* Goal of the exercise: Say how many lines below contain the word "StateMachine". The number is the entire reply.

(Saved entries)
▼▼▼

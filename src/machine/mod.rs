//! The dispatch entry point around the pure transition function.
//!
//! `StateMachine` is the imperative shell: it owns the single current
//! state, consults a [`Transition`](crate::core::Transition) for each
//! incoming event, and commits the result. Bookkeeping happens only for
//! committed transitions:
//! - the transition is appended to the history
//! - it is logged through `tracing`
//! - registered effects are invoked with the transition record

mod dispatch;
mod state_machine;

pub use dispatch::Dispatch;
pub use state_machine::{Effect, StateMachine};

▲▲▲

* Completed task: 2